又曰:裴行儉至西州, 人吏郊迎, 行儉召其豪杰子弟千餘人隨己而西。乃揚言紿其下曰:「今正炎蒸, 熱坂難冒;涼秋之後, 方可漸行。」都支覘知之, 遂不設備。行儉乃召四鎮諸番酋長豪杰謂曰:「憶昔此游, 未嘗厭倦, 雖還京輦, 無時暫忘。今因是行, 欲尋舊賞, 誰能從吾獵也。」是時, 番酋子弟投募者僅萬人。行儉假為畋獵, 教試部伍, 數日, 遂倍道而進。去都支部落十餘里, 先遣都支所親問其安否, 外示閑暇, 似非討襲, 續又使人趣召相見。都支先與遮匐通謀, 秋中擬拒漢使, 卒聞軍到, 計無所出, 自率兒侄首領等五百餘騎就營來謁, 遂擒之。是日, 傅其契箭, 諸部酋長悉來請命, 并執送碎葉城。簡其精騎, 輕赍曉夜前進, 將虜遮匐。途中果獲都支還使, 與遮匐使同來。行儉釋遮匐行人, 令先往曉喻其主, 兼述都支已擒, 遮匐尋復來降。於是將吏已下立碑於碎葉城以紀其功, 擒都支、遮匐而還。高宗廷勞之曰:「比以西服未寧, 遣卿總兵討逐, 孤軍深入, 經途萬里。卿權略有聞, 誠節夙著, 兵不血刃, 而凶黨殄滅。伐叛柔服, 深副朕委。」尋又賜宴, 謂行儉曰:「卿文武兼資, 今故授卿二職。」即日拜禮部尚書, 兼檢校右衛大將軍。
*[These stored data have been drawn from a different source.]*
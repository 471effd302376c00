//! The sample artifacts under `artifacts/` must load and serve predictions.

use std::path::PathBuf;

use clap::Parser;
use farmai::model::{ArtifactPipeline, FeatureRecord, YieldModel};
use farmai::startup::{load_state, uncovered_entries};
use farmai::vocabulary::Vocabulary;
use farmai::Config;

fn artifacts_dir() -> PathBuf {
    PathBuf::from(env!("CARGO_MANIFEST_DIR")).join("artifacts")
}

fn record(area: &str, item: &str) -> FeatureRecord {
    FeatureRecord {
        year: 2010.0,
        average_rain_fall_mm_per_year: 1200.0,
        pesticides_tonnes: 5000.0,
        avg_temp: 18.0,
        area: area.to_string(),
        item: item.to_string(),
    }
}

#[test]
fn sample_artifacts_are_consistent() {
    let dir = artifacts_dir();
    let vocab = Vocabulary::from_file(dir.join("valid_inputs.json")).unwrap();
    let pipeline =
        ArtifactPipeline::load(dir.join("model.json"), dir.join("preprocessor.json")).unwrap();

    assert!(uncovered_entries(&vocab, pipeline.preprocessor()).is_empty());

    let potatoes = pipeline.predict(&record("India", "Potatoes")).unwrap();
    let wheat = pipeline.predict(&record("India", "Wheat")).unwrap();
    assert!(potatoes > wheat, "potatoes {potatoes} vs wheat {wheat}");
}

#[test]
fn sample_artifacts_build_state() {
    let config = Config::try_parse_from([
        "farmai-server",
        "--artifacts-dir",
        artifacts_dir().to_str().unwrap(),
        "--groq-api-key",
        "your-groq-api-key-here",
    ])
    .unwrap();

    let state = load_state(&config).unwrap();
    assert!(!state.advisory.is_enabled());
    assert_eq!(state.vocabulary.areas().len(), 5);
}
//! FarmAI server
//!
//! Crop yield prediction from a pre-trained regression model, plus an AI crop
//! advisory relayed from an OpenAI-compatible chat-completion API.
//!
//! ## Architecture
//!
//! ```text
//! POST /predict       → Vocabulary match → Preprocessor → Regressor → JSON
//! POST /api/advisory  → prompt → chat completion → slice {..} → JSON
//! ```
//!
//! All shared data (vocabulary, model, upstream client) is loaded once into
//! [`state::AppState`] and is read-only afterwards.

pub mod advisory;
pub mod api;
pub mod config;
pub mod model;
pub mod predictor;
pub mod startup;
pub mod state;
pub mod vocabulary;

pub use api::build_router;
pub use config::Config;
pub use state::AppState;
《周書》曰:容容熙熙, 皆為利謀;熙熙攘攘, 皆為利往。

《九州春秋》曰:龐士元說劉備曰:「荊州荒殘, 人物殫盡, 東有吳孫, 北有曹氏, 鼎足之勢, 難以得志。益州國富民強, 戶口百萬, 四郡兵馬, 所出畢具, 寶貨無求於外, 今可權借以定大事。」備曰:「今指與吾為水火者, 曹操也。操以急, 吾以寬, 與反, 事乃可成耳。今以小國而失信義於天下, 吾所不足取也。」士玄曰:「權變之時, 固非一道所能定也。兼弱攻昧, 五伯定事, 逆取順守, 報之以義, 事定之後, 封以大國, 何負於信?今日不取, 終為人制耳。」備后遂行。